*How to complete this task*: The number of lines in the records that include "MemFs" is all you should give.

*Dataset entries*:

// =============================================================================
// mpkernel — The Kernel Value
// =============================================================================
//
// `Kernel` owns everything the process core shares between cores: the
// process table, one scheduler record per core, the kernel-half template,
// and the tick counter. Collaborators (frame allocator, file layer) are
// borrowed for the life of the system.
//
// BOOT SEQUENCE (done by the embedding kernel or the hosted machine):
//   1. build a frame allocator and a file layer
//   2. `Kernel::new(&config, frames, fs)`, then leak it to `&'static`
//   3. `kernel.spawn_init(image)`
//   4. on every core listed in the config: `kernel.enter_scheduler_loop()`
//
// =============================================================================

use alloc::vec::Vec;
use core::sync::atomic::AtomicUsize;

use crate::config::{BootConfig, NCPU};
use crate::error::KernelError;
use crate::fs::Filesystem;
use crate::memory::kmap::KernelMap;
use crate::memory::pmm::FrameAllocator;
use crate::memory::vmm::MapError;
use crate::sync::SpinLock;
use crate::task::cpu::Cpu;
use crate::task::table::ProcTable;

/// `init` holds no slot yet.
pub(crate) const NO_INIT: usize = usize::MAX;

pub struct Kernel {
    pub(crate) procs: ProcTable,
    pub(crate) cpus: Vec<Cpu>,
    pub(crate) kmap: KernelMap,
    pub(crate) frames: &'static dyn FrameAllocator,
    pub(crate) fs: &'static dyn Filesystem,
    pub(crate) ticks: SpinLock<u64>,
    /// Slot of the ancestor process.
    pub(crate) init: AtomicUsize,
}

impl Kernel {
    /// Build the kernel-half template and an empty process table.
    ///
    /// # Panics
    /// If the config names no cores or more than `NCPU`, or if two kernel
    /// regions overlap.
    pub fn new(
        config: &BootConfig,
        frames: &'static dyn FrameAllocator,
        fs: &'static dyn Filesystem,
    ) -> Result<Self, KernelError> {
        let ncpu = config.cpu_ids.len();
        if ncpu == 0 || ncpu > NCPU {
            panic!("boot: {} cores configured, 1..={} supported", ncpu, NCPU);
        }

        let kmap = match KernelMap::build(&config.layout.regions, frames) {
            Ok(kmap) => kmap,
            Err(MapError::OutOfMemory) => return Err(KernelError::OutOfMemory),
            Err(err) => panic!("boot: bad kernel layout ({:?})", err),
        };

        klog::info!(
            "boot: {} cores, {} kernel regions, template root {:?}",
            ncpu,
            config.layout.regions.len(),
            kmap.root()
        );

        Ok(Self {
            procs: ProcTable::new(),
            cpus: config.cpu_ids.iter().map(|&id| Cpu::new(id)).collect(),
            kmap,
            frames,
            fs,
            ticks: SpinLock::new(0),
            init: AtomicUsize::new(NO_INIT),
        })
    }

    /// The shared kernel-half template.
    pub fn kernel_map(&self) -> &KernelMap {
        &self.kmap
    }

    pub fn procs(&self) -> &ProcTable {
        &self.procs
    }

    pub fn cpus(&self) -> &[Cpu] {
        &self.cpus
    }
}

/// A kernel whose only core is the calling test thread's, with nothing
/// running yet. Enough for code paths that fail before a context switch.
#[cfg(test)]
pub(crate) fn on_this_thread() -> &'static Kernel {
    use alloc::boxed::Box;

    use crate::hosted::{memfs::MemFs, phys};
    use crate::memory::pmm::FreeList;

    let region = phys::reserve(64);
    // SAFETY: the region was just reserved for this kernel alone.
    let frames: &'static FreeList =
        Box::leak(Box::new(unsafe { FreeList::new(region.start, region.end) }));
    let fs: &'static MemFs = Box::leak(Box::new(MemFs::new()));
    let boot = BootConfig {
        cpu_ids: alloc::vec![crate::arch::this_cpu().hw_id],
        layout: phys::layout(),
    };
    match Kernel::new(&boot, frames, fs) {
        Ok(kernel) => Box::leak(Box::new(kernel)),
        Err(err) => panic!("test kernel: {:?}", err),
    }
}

*Written response*: 2